── Records ──

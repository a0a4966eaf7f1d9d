/*!
 * # Authentication and Authorization Module
 *
 * Sessions are HS256 JWTs carried either in the `SESSION` cookie or an
 * `Authorization: Bearer` header. Users are provisioned on first login; the
 * configured admin allow-list decides their role on every login.
 */

use async_trait::async_trait;
use axum::{
    extract::{FromRequestParts, Request},
    http::{header, request::Parts, HeaderMap, StatusCode},
    middleware::Next,
    response::{IntoResponse, Response},
    Json,
};
use chrono::Utc;
use jsonwebtoken::{decode, encode, Algorithm, DecodingKey, EncodingKey, Header, Validation};
use sea_orm::{DatabaseConnection, DbErr, Set};
use serde::{Deserialize, Serialize};
use std::sync::Arc;
use std::time::Duration;
use thiserror::Error;
use tracing::{debug, info};
use uuid::Uuid;

use crate::{
    config::AppConfig,
    entities::{app_user, Role},
    errors::ErrorResponse,
    repositories::AppUserRepository,
};

mod rbac;

pub use rbac::*;

pub const SESSION_COOKIE: &str = "SESSION";
pub const LEGACY_SESSION_COOKIE: &str = "JSESSIONID";

/// Claim structure for JWT tokens
#[derive(Debug, Clone, Serialize, Deserialize)]
pub struct Claims {
    pub sub: String,          // Subject (user email)
    pub name: Option<String>, // Display name
    pub role: Role,
    pub jti: String,          // JWT ID
    pub iat: i64,             // Issued at time
    pub exp: i64,             // Expiration time
    pub nbf: i64,             // Not valid before time
    pub iss: String,          // Issuer
    pub aud: String,          // Audience
}

/// Authenticated user data extracted from the session token
#[derive(Debug, Clone, Serialize, Deserialize)]
pub struct AuthUser {
    pub email: String,
    pub name: Option<String>,
    pub role: Role,
    pub token_id: String,
}

impl AuthUser {
    pub fn is_admin(&self) -> bool {
        self.role == Role::Admin
    }

    pub fn actor(&self) -> Actor {
        Actor::from(self)
    }
}

impl From<Claims> for AuthUser {
    fn from(claims: Claims) -> Self {
        Self {
            email: claims.sub,
            name: claims.name,
            role: claims.role,
            token_id: claims.jti,
        }
    }
}

#[async_trait]
impl<S> FromRequestParts<S> for AuthUser
where
    S: Send + Sync,
{
    type Rejection = AuthError;

    async fn from_request_parts(parts: &mut Parts, _state: &S) -> Result<Self, Self::Rejection> {
        parts
            .extensions
            .get::<AuthUser>()
            .cloned()
            .ok_or(AuthError::MissingAuth)
    }
}

/// Authentication configuration
#[derive(Clone, Debug)]
pub struct AuthConfig {
    pub jwt_secret: String,
    pub jwt_audience: String,
    pub jwt_issuer: String,
    pub token_expiration: Duration,
    pub admin_emails: Vec<String>,
    pub cookie_secure: bool,
}

impl From<&AppConfig> for AuthConfig {
    fn from(cfg: &AppConfig) -> Self {
        Self {
            jwt_secret: cfg.jwt_secret.clone(),
            jwt_audience: cfg.auth_audience.clone(),
            jwt_issuer: cfg.auth_issuer.clone(),
            token_expiration: Duration::from_secs(cfg.jwt_expiration_secs),
            admin_emails: cfg.admin_email_list(),
            cookie_secure: cfg.session_cookie_secure,
        }
    }
}

/// Authentication service: token issuance, validation and user provisioning
#[derive(Clone)]
pub struct AuthService {
    config: AuthConfig,
    db: Arc<DatabaseConnection>,
}

impl AuthService {
    pub fn new(config: AuthConfig, db: Arc<DatabaseConnection>) -> Self {
        Self { config, db }
    }

    pub fn config(&self) -> &AuthConfig {
        &self.config
    }

    /// ADMIN when the email is on the allow-list, otherwise USER
    pub fn role_for(&self, email: &str) -> Role {
        let email = email.trim().to_lowercase();
        if self.config.admin_emails.iter().any(|e| *e == email) {
            Role::Admin
        } else {
            Role::User
        }
    }

    /// Creates the user on first login and re-syncs the role on every later one.
    pub async fn provision_user(
        &self,
        email: &str,
        name: &str,
    ) -> Result<app_user::Model, AuthError> {
        let email = email.trim().to_lowercase();
        let role = self.role_for(&email);
        let db = self.db.as_ref();

        match AppUserRepository::find_by_email(db, &email).await? {
            Some(user) if !user.enabled => Err(AuthError::AccountDisabled),
            Some(user) if user.role != role => {
                info!(%email, from = %user.role, to = %role, "re-syncing user role");
                Ok(AppUserRepository::update_role(db, user, role).await?)
            }
            Some(user) => Ok(user),
            None => {
                info!(%email, %role, "provisioning new user");
                let user = app_user::ActiveModel {
                    id: Set(Uuid::new_v4()),
                    email: Set(email),
                    name: Set(name.trim().to_string()),
                    role: Set(role),
                    enabled: Set(true),
                    created_at: Set(Utc::now()),
                };
                Ok(AppUserRepository::insert(db, user).await?)
            }
        }
    }

    pub async fn find_user(&self, email: &str) -> Result<Option<app_user::Model>, AuthError> {
        Ok(AppUserRepository::find_by_email(self.db.as_ref(), email).await?)
    }

    /// Issues a session token for a provisioned user
    pub fn issue_token(&self, user: &app_user::Model) -> Result<String, AuthError> {
        let now = Utc::now().timestamp();
        let claims = Claims {
            sub: user.email.clone(),
            name: Some(user.name.clone()),
            role: user.role,
            jti: Uuid::new_v4().to_string(),
            iat: now,
            exp: now + self.config.token_expiration.as_secs() as i64,
            nbf: now,
            iss: self.config.jwt_issuer.clone(),
            aud: self.config.jwt_audience.clone(),
        };

        encode(
            &Header::new(Algorithm::HS256),
            &claims,
            &EncodingKey::from_secret(self.config.jwt_secret.as_bytes()),
        )
        .map_err(|e| AuthError::TokenCreation(e.to_string()))
    }

    /// Validate a JWT token and extract the claims
    pub fn validate_token(&self, token: &str) -> Result<Claims, AuthError> {
        let mut validation = Validation::new(Algorithm::HS256);
        validation.set_issuer(&[self.config.jwt_issuer.as_str()]);
        validation.set_audience(&[self.config.jwt_audience.as_str()]);

        decode::<Claims>(
            token,
            &DecodingKey::from_secret(self.config.jwt_secret.as_bytes()),
            &validation,
        )
        .map(|data| data.claims)
        .map_err(|e| match e.kind() {
            jsonwebtoken::errors::ErrorKind::ExpiredSignature => AuthError::TokenExpired,
            _ => AuthError::InvalidToken,
        })
    }

    /// `Set-Cookie` value carrying a fresh session token
    pub fn session_cookie(&self, token: &str) -> String {
        let max_age = self.config.token_expiration.as_secs();
        format!(
            "{}={}; Path=/; HttpOnly;{} SameSite=None; Max-Age={}",
            SESSION_COOKIE,
            token,
            secure_attr(self.config.cookie_secure),
            max_age
        )
    }
}

/// `Set-Cookie` values that expire both session cookies
pub fn expired_session_cookies() -> [String; 2] {
    [SESSION_COOKIE, LEGACY_SESSION_COOKIE].map(|name| {
        format!("{}=; Path=/; HttpOnly; Secure; SameSite=None; Max-Age=0", name)
    })
}

fn secure_attr(secure: bool) -> &'static str {
    if secure {
        " Secure;"
    } else {
        ""
    }
}

/// Authentication error types
#[derive(Debug, Error)]
pub enum AuthError {
    #[error("Missing authentication")]
    MissingAuth,

    #[error("Invalid token")]
    InvalidToken,

    #[error("Token has expired")]
    TokenExpired,

    #[error("Token creation failed: {0}")]
    TokenCreation(String),

    #[error("Account is disabled")]
    AccountDisabled,

    #[error("Insufficient permissions")]
    InsufficientPermissions,

    #[error("Database error: {0}")]
    DatabaseError(#[from] DbErr),

    #[error("Internal error: {0}")]
    InternalError(String),
}

impl AuthError {
    pub fn status_code(&self) -> StatusCode {
        match self {
            Self::MissingAuth | Self::InvalidToken | Self::TokenExpired => StatusCode::UNAUTHORIZED,
            Self::AccountDisabled | Self::InsufficientPermissions => StatusCode::FORBIDDEN,
            Self::TokenCreation(_) | Self::DatabaseError(_) | Self::InternalError(_) => {
                StatusCode::INTERNAL_SERVER_ERROR
            }
        }
    }
}

impl IntoResponse for AuthError {
    fn into_response(self) -> Response {
        let status = self.status_code();
        let message = match &self {
            Self::MissingAuth => "Unauthorized access".to_string(),
            Self::InvalidToken => "Invalid authentication token".to_string(),
            Self::TokenExpired => "Token has expired".to_string(),
            Self::AccountDisabled => "Account is disabled".to_string(),
            Self::InsufficientPermissions => "Insufficient permissions".to_string(),
            Self::TokenCreation(_) | Self::DatabaseError(_) | Self::InternalError(_) => {
                tracing::error!(error = %self, "authentication failure");
                "Unexpected server error".to_string()
            }
        };

        (status, Json(ErrorResponse::new(status, message))).into_response()
    }
}

/// Authentication middleware that extracts and validates session tokens
pub async fn auth_middleware(mut request: Request, next: Next) -> Response {
    let auth_service = match request.extensions().get::<Arc<AuthService>>() {
        Some(service) => service.clone(),
        None => {
            return AuthError::InternalError("Authentication service not available".into())
                .into_response();
        }
    };

    let token = match extract_token(request.headers()) {
        Some(token) => token,
        None => return AuthError::MissingAuth.into_response(),
    };

    match auth_service.validate_token(&token) {
        Ok(claims) => {
            let user = AuthUser::from(claims);
            debug!(user = %user.email, role = %user.role, "request authenticated");
            request.extensions_mut().insert(user);
            next.run(request).await
        }
        Err(e) => e.into_response(),
    }
}

/// Bearer header first, then the SESSION cookie
fn extract_token(headers: &HeaderMap) -> Option<String> {
    let bearer = headers
        .get(header::AUTHORIZATION)
        .and_then(|v| v.to_str().ok())
        .and_then(|v| v.strip_prefix("Bearer "))
        .map(|t| t.trim().to_string())
        .filter(|t| !t.is_empty());
    if bearer.is_some() {
        return bearer;
    }

    headers
        .get_all(header::COOKIE)
        .iter()
        .filter_map(|v| v.to_str().ok())
        .flat_map(|v| v.split(';'))
        .filter_map(|pair| pair.trim().split_once('='))
        .find(|(name, value)| *name == SESSION_COOKIE && !value.is_empty())
        .map(|(_, value)| value.to_string())
}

───

■ Task ■
Considering the records above, count the lines where the string "provisioning" occurs and return that number alone.

■ Written reply ■
2